Task directions: Which lines of the listing hold the string "interrupts"? Copy those lines.

■ ■ ■ ■

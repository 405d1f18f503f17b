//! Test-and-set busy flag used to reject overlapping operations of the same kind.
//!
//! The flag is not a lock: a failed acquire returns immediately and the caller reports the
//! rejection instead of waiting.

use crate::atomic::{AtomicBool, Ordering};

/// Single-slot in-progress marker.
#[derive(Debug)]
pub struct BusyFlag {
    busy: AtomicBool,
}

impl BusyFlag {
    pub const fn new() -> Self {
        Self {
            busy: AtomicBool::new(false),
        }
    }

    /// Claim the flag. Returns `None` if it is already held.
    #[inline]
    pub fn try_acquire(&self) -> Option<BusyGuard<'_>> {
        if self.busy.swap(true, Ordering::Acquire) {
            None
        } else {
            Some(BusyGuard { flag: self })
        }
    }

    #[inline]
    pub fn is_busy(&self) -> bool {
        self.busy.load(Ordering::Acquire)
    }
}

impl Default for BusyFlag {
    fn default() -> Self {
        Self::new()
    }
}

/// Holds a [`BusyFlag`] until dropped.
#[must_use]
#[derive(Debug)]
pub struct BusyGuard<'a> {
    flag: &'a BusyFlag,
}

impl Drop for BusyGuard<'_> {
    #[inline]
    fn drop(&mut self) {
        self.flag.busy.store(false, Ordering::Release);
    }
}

■ ■ ■ ■

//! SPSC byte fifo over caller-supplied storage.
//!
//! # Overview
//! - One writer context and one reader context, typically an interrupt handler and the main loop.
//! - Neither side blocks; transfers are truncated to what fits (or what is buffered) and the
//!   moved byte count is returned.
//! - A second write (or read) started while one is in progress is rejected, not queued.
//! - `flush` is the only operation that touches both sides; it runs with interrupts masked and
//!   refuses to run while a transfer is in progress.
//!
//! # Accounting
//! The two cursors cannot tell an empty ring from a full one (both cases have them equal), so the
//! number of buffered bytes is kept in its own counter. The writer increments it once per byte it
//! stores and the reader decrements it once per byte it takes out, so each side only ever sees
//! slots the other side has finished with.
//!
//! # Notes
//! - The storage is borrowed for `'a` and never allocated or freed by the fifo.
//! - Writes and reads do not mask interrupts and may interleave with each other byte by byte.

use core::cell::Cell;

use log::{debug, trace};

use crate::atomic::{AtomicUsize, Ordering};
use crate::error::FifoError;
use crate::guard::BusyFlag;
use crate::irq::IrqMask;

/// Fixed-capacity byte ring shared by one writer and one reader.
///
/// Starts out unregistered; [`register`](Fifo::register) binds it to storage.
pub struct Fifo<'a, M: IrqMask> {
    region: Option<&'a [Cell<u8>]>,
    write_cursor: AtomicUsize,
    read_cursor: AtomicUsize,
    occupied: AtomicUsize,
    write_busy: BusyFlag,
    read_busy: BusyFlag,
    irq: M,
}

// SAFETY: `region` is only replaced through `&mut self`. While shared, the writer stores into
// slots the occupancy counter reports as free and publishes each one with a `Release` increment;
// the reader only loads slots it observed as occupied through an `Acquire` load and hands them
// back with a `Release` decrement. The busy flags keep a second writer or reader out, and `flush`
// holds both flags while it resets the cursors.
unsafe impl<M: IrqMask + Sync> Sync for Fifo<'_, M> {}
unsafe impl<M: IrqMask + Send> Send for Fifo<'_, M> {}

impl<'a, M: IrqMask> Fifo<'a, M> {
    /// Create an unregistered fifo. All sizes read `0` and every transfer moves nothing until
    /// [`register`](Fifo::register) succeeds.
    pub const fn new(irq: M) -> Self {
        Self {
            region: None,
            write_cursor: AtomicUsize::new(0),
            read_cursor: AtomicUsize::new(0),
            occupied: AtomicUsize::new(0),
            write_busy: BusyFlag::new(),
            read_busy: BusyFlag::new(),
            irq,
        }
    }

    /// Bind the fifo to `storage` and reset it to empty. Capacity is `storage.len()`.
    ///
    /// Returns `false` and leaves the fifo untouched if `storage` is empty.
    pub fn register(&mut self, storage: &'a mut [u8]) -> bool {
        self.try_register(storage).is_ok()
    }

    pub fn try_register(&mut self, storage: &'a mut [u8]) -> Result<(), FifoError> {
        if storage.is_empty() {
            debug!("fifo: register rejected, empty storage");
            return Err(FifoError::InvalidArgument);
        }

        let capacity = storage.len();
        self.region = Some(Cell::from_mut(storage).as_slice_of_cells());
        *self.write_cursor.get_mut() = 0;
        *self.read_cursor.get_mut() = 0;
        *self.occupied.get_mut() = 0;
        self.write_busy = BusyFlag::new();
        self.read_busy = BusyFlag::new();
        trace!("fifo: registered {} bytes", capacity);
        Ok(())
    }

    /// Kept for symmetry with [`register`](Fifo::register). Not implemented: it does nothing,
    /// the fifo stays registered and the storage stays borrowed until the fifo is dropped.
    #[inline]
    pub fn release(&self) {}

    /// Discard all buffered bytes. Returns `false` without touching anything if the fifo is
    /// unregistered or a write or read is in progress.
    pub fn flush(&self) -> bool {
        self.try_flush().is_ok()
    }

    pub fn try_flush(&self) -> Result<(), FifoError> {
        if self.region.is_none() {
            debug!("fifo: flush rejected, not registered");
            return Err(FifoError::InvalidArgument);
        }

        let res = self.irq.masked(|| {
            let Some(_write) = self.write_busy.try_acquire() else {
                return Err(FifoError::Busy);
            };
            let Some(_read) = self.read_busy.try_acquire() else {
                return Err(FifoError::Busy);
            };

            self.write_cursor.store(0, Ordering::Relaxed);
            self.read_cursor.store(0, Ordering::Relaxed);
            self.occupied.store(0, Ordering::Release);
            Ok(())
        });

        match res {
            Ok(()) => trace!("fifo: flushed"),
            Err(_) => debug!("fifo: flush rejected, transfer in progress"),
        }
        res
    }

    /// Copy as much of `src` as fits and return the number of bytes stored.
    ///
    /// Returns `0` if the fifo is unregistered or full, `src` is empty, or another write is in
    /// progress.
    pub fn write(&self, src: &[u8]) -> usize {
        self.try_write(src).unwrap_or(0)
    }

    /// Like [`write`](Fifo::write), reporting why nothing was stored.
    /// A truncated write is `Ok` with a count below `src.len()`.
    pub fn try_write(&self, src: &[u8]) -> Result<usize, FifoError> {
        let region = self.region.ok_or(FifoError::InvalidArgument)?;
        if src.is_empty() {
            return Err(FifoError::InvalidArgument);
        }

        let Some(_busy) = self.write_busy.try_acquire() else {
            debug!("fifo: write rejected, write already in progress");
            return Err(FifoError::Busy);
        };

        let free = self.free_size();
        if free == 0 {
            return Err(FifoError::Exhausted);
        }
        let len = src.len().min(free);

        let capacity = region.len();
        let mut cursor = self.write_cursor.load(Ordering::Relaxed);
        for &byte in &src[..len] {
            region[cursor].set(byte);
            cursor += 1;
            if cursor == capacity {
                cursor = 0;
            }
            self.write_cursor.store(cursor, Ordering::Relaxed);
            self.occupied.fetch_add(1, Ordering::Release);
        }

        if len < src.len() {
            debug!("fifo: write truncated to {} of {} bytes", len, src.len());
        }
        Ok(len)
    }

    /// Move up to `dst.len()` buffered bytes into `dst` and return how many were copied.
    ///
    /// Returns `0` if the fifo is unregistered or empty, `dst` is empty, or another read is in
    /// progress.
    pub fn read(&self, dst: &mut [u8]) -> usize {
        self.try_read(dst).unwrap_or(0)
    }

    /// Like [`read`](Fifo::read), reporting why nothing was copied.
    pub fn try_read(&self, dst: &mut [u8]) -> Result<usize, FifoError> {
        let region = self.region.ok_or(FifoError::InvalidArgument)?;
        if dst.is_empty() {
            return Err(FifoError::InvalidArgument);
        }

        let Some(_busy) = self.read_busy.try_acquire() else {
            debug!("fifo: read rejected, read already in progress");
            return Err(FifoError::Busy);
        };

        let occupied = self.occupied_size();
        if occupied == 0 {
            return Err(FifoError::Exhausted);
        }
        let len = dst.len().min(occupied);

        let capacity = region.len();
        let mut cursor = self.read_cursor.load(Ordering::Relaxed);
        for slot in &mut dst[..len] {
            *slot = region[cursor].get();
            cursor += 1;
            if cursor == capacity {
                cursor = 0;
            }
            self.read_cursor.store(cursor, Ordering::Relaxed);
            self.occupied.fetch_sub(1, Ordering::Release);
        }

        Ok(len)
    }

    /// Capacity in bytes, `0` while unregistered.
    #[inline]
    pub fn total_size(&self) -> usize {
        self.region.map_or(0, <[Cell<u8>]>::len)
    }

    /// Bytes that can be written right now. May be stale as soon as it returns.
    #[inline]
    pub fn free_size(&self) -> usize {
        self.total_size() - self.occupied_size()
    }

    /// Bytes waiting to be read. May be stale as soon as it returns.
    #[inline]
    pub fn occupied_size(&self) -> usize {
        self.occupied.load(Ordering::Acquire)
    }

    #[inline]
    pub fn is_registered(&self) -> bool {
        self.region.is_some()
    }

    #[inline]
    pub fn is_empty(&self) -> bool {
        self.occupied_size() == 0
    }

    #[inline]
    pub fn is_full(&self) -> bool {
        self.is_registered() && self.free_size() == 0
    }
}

■ ■ ■ ■

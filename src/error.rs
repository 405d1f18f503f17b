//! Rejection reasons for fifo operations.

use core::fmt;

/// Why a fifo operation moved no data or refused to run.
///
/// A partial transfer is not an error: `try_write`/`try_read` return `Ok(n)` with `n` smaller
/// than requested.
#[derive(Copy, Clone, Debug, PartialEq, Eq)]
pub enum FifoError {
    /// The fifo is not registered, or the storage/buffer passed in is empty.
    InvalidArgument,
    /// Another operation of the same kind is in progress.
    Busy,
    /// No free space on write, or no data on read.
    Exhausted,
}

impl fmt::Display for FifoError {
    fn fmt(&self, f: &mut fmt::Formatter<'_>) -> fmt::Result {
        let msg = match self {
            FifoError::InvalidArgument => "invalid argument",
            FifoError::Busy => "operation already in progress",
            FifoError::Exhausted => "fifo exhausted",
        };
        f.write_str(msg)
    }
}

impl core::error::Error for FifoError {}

■ ■ ■ ■

Response for this exercise:
//! - `flush` is the only operation that touches both sides; it runs with interrupts masked and
//! - Writes and reads do not mask interrupts and may interleave with each other byte by byte.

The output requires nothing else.